An interview with Representative Jim Moran in the National Journal reminds me that we haven’t heard much about sovereign wealth funds recently. These are the large pools of money (in foreign currency) that were created as a result of large cumulative current account surpluses in some parts of the world (e.g., oil exporters, China, Singapore). They were quite controversial back in mid-2007, with concerns being raised – by Congress and others – regarding various aspects of their operation.
There are still some issues around the lack of transparency of these funds, although a great deal of progress on this dimension has been made (including in and around the IMF) and we learned to worry more about black boxes in other parts of the financial system. But these funds might be coming back as a discussion item; for example: can they, should they, would you want them to, invest in US banks to help speed a turnaround?
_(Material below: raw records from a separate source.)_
#[async_trait]
impl Repository for SqliteRepository {
    async fn get_profile(&self, id: &str) -> Result<Option<Profile>, RepositoryError> {
        let conn = self.pool.get()?;
        let profile = conn
            .query_row(
                "SELECT id, email, full_name, phone_number, avatar_url, bio, \
                 profile_completed, is_owner, created_at, updated_at \
                 FROM profiles WHERE id = ?1",
                params![id],
                |row| {
                    Ok(Profile {
                        id: row.get(0)?,
                        email: row.get(1)?,
                        full_name: row.get(2)?,
                        phone_number: row.get(3)?,
                        avatar_url: row.get(4)?,
                        bio: row.get(5)?,
                        profile_completed: row.get(6)?,
                        is_owner: row.get(7)?,
                        created_at: row.get(8)?,
                        updated_at: row.get(9)?,
                    })
                },
            )
            .optional()?;
        Ok(profile)
    }

    async fn insert_profile(&self, seed: &ProfileSeed) -> Result<(), RepositoryError> {
        let conn = self.pool.get()?;
        conn.execute(
            "INSERT INTO profiles (id, email, full_name, avatar_url, is_owner, profile_completed)
             VALUES (?1, ?2, ?3, ?4, ?5, 0)",
            params![
                seed.id,
                seed.email,
                seed.full_name,
                seed.avatar_url,
                seed.is_owner
            ],
        )?;
        Ok(())
    }

    async fn upsert_profile(&self, seed: &ProfileSeed) -> Result<(), RepositoryError> {
        let conn = self.pool.get()?;
        conn.execute(
            "INSERT INTO profiles (id, email, full_name, avatar_url, is_owner)
             VALUES (?1, ?2, ?3, ?4, ?5)
             ON CONFLICT(id) DO UPDATE SET
               email = excluded.email,
               full_name = COALESCE(NULLIF(excluded.full_name, ''), profiles.full_name),
               avatar_url = COALESCE(NULLIF(excluded.avatar_url, ''), profiles.avatar_url),
               is_owner = MAX(profiles.is_owner, excluded.is_owner),
               updated_at = datetime('now')",
            params![
                seed.id,
                seed.email,
                seed.full_name,
                seed.avatar_url,
                seed.is_owner
            ],
        )?;
        Ok(())
    }

    async fn complete_profile(
        &self,
        id: &str,
        full_name: &str,
        phone_number: &str,
        avatar_url: Option<&str>,
    ) -> Result<(), RepositoryError> {
        let conn = self.pool.get()?;
        let rows = conn.execute(
            "UPDATE profiles SET
               full_name = ?2,
               phone_number = ?3,
               avatar_url = COALESCE(?4, avatar_url),
               profile_completed = 1,
               updated_at = datetime('now')
             WHERE id = ?1",
            params![id, full_name, phone_number, avatar_url],
        )?;
        if rows == 0 {
            return Err(RepositoryError::NotFound(format!("profile {id}")));
        }
        Ok(())
    }

    async fn update_profile(
        &self,
        id: &str,
        update: &ProfileUpdate,
    ) -> Result<(), RepositoryError> {
        let conn = self.pool.get()?;
        let rows = conn.execute(
            "UPDATE profiles SET full_name = ?2, phone_number = ?3, bio = ?4,
               updated_at = datetime('now')
             WHERE id = ?1",
            params![id, update.full_name, update.phone_number, update.bio],
        )?;
        if rows == 0 {
            return Err(RepositoryError::NotFound(format!("profile {id}")));
        }
        Ok(())
    }

    async fn set_avatar(&self, id: &str, avatar_url: &str) -> Result<(), RepositoryError> {
        let conn = self.pool.get()?;
        let rows = conn.execute(
            "UPDATE profiles SET avatar_url = ?2, updated_at = datetime('now') WHERE id = ?1",
            params![id, avatar_url],
        )?;
        if rows == 0 {
            return Err(RepositoryError::NotFound(format!("profile {id}")));
        }
        Ok(())
    }

    async fn list_posts(&self) -> Result<Vec<Post>, RepositoryError> {
        let conn = self.pool.get()?;
        query_posts(
            &conn,
            &format!("{POST_SELECT} ORDER BY p.created_at DESC, p.rowid DESC"),
            [],
        )
    }

    async fn get_post(&self, id: &str) -> Result<Option<Post>, RepositoryError> {
        let conn = self.pool.get()?;
        query_post(&conn, id)
    }

    async fn posts_by_author(&self, user_id: &str) -> Result<Vec<Post>, RepositoryError> {
        let conn = self.pool.get()?;
        query_posts(
            &conn,
            &format!("{POST_SELECT} WHERE p.user_id = ?1 ORDER BY p.created_at DESC, p.rowid DESC"),
            params![user_id],
        )
    }

    async fn insert_post(&self, post: &NewPost) -> Result<Post, RepositoryError> {
        let conn = self.pool.get()?;
        let id = uuid::Uuid::now_v7().to_string();
        conn.execute(
            "INSERT INTO posts (id, user_id, content, category, image_url)
             VALUES (?1, ?2, ?3, ?4, ?5)",
            params![
                id,
                post.user_id,
                post.content,
                post.category.map(|c| c.as_str()),
                post.image_url
            ],
        )?;
        query_post(&conn, &id)?.ok_or_else(|| RepositoryError::NotFound(format!("post {id}")))
    }

    async fn update_post(&self, id: &str, update: &PostUpdate) -> Result<(), RepositoryError> {
        let conn = self.pool.get()?;
        let rows = conn.execute(
            "UPDATE posts SET content = ?2, category = ?3, image_url = ?4,
               updated_at = datetime('now')
             WHERE id = ?1",
            params![
                id,
                update.content,
                update.category.as_str(),
                update.image_url
            ],
        )?;
        if rows == 0 {
            return Err(RepositoryError::NotFound(format!("post {id}")));
        }
        Ok(())
    }

    async fn delete_post(&self, id: &str) -> Result<(), RepositoryError> {
        let mut conn = self.pool.get()?;
        let tx = conn.transaction_with_behavior(TransactionBehavior::Immediate)?;

        if !post_exists(&tx, id)? {
            return Err(RepositoryError::NotFound(format!("post {id}")));
        }

        let likes = tx.execute("DELETE FROM likes WHERE post_id = ?1", params![id])?;
        let saved = tx.execute("DELETE FROM saved_posts WHERE post_id = ?1", params![id])?;
        tx.execute("DELETE FROM post_views WHERE post_id = ?1", params![id])?;
        tx.execute("DELETE FROM posts WHERE id = ?1", params![id])?;
        tx.commit()?;

        tracing::debug!(post_id = id, likes, saved, "Post deleted");
        Ok(())
    }

    async fn liked_post_ids(&self, user_id: &str) -> Result<HashSet<String>, RepositoryError> {
        let conn = self.pool.get()?;
        let mut stmt = conn.prepare("SELECT post_id FROM likes WHERE user_id = ?1")?;
        let ids = stmt
            .query_map(params![user_id], |row| row.get(0))?
            .collect::<Result<HashSet<String>, _>>()?;
        Ok(ids)
    }

    async fn is_liked(&self, user_id: &str, post_id: &str) -> Result<bool, RepositoryError> {
        let conn = self.pool.get()?;
        relation_exists(&conn, "likes", user_id, post_id)
    }

    async fn set_like(
        &self,
        user_id: &str,
        post_id: &str,
        liked: bool,
    ) -> Result<i64, RepositoryError> {
        let mut conn = self.pool.get()?;
        let tx = conn.transaction_with_behavior(TransactionBehavior::Immediate)?;

        if !post_exists(&tx, post_id)? {
            return Err(RepositoryError::NotFound(format!("post {post_id}")));
        }

        let exists = relation_exists(&tx, "likes", user_id, post_id)?;
        if liked && !exists {
            tx.execute(
                "INSERT INTO likes (id, user_id, post_id) VALUES (?1, ?2, ?3)",
                params![uuid::Uuid::now_v7().to_string(), user_id, post_id],
            )?;
            tx.execute(
                "UPDATE posts SET likes_count = likes_count + 1 WHERE id = ?1",
                params![post_id],
            )?;
        } else if !liked && exists {
            tx.execute(
                "DELETE FROM likes WHERE user_id = ?1 AND post_id = ?2",
                params![user_id, post_id],
            )?;
            tx.execute(
                "UPDATE posts SET likes_count = MAX(likes_count - 1, 0) WHERE id = ?1",
                params![post_id],
            )?;
        }

        let count: i64 = tx.query_row(
            "SELECT likes_count FROM posts WHERE id = ?1",
            params![post_id],
            |row| row.get(0),
        )?;
        tx.commit()?;
        Ok(count)
    }

    async fn saved_post_ids(&self, user_id: &str) -> Result<HashSet<String>, RepositoryError> {
        let conn = self.pool.get()?;
        let mut stmt = conn.prepare("SELECT post_id FROM saved_posts WHERE user_id = ?1")?;
        let ids = stmt
            .query_map(params![user_id], |row| row.get(0))?
            .collect::<Result<HashSet<String>, _>>()?;
        Ok(ids)
    }

    async fn is_saved(&self, user_id: &str, post_id: &str) -> Result<bool, RepositoryError> {
        let conn = self.pool.get()?;
        relation_exists(&conn, "saved_posts", user_id, post_id)
    }

    async fn set_saved(
        &self,
        user_id: &str,
        post_id: &str,
        saved: bool,
    ) -> Result<(), RepositoryError> {
        let conn = self.pool.get()?;
        if saved {
            if !post_exists(&conn, post_id)? {
                return Err(RepositoryError::NotFound(format!("post {post_id}")));
            }
            conn.execute(
                "INSERT OR IGNORE INTO saved_posts (id, user_id, post_id) VALUES (?1, ?2, ?3)",
                params![uuid::Uuid::now_v7().to_string(), user_id, post_id],
            )?;
        } else {
            conn.execute(
                "DELETE FROM saved_posts WHERE user_id = ?1 AND post_id = ?2",
                params![user_id, post_id],
            )?;
        }
        Ok(())
    }

    async fn saved_posts(&self, user_id: &str) -> Result<Vec<Post>, RepositoryError> {
        let conn = self.pool.get()?;
        query_posts(
            &conn,
            "SELECT p.id, p.user_id, p.content, p.category, p.image_url, \
             p.likes_count, p.comments_count, p.views_count, p.created_at, p.updated_at, \
             pr.id, pr.full_name, pr.avatar_url, pr.is_owner \
             FROM saved_posts s \
             JOIN posts p ON p.id = s.post_id \
             LEFT JOIN profiles pr ON pr.id = p.user_id \
             WHERE s.user_id = ?1 \
             ORDER BY s.created_at DESC, s.rowid DESC",
            params![user_id],
        )
    }

    async fn record_view(&self, viewer_id: &str, post_id: &str) -> Result<bool, RepositoryError> {
        let mut conn = self.pool.get()?;
        let tx = conn.transaction_with_behavior(TransactionBehavior::Immediate)?;

        if !post_exists(&tx, post_id)? {
            return Err(RepositoryError::NotFound(format!("post {post_id}")));
        }

        let inserted = tx.execute(
            "INSERT OR IGNORE INTO post_views (viewer_id, post_id) VALUES (?1, ?2)",
            params![viewer_id, post_id],
        )?;
        if inserted == 1 {
            tx.execute(
                "UPDATE posts SET views_count = views_count + 1 WHERE id = ?1",
                params![post_id],
            )?;
        }
        tx.commit()?;
        Ok(inserted == 1)
    }

    async fn top_posts(&self, limit: usize) -> Result<Vec<Post>, RepositoryError> {
        let conn = self.pool.get()?;
        query_posts(
            &conn,
            &format!("{POST_SELECT} ORDER BY p.likes_count DESC, p.created_at DESC LIMIT ?1"),
            params![limit as i64],
        )
    }

    async fn count_posts(&self) -> Result<i64, RepositoryError> {
        let conn = self.pool.get()?;
        let count = conn.query_row("SELECT COUNT(*) FROM posts", [], |row| row.get(0))?;
        Ok(count)
    }

    async fn count_posts_since(&self, hours: u32) -> Result<i64, RepositoryError> {
        let conn = self.pool.get()?;
        let count = conn.query_row(
            "SELECT COUNT(*) FROM posts WHERE created_at >= datetime('now', ?1)",
            params![format!("-{hours} hours")],
            |row| row.get(0),
        )?;
        Ok(count)
    }

    async fn category_counts(&self) -> Result<HashMap<String, i64>, RepositoryError> {
        let conn = self.pool.get()?;
        let mut stmt = conn.prepare(
            "SELECT category, COUNT(*) FROM posts WHERE category IS NOT NULL GROUP BY category",
        )?;
        let counts = stmt
            .query_map([], |row| Ok((row.get(0)?, row.get(1)?)))?
            .collect::<Result<HashMap<String, i64>, _>>()?;
        Ok(counts)
    }

    async fn reconcile_counters(&self) -> Result<usize, RepositoryError> {
        let conn = self.pool.get()?;
        let fixed = conn.execute(
            "UPDATE posts
             SET likes_count = (SELECT COUNT(*) FROM likes l WHERE l.post_id = posts.id)
             WHERE likes_count != (SELECT COUNT(*) FROM likes l WHERE l.post_id = posts.id)",
            [],
        )?;
        Ok(fixed)
    }
}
Personally, I think the underlying current account surpluses are going to fall – this is one likely implication of the decline in world trade for next year that the World Bank is forecasting and the counterpart of what must be an increase in US savings (and thus a fall in our current account deficit). The accumulated stocks, in the form of sovereign wealth funds, will remain but they are no longer on explosive growth paths and this should take most of the edge off the conversation. But how open the US remains to various kinds of capital flows – and on what exact terms – will be a prominent issue on the Congressional agenda as we move into 2009. We do, after all, want people to buy the debt we will issue to fund the fiscal stimulus.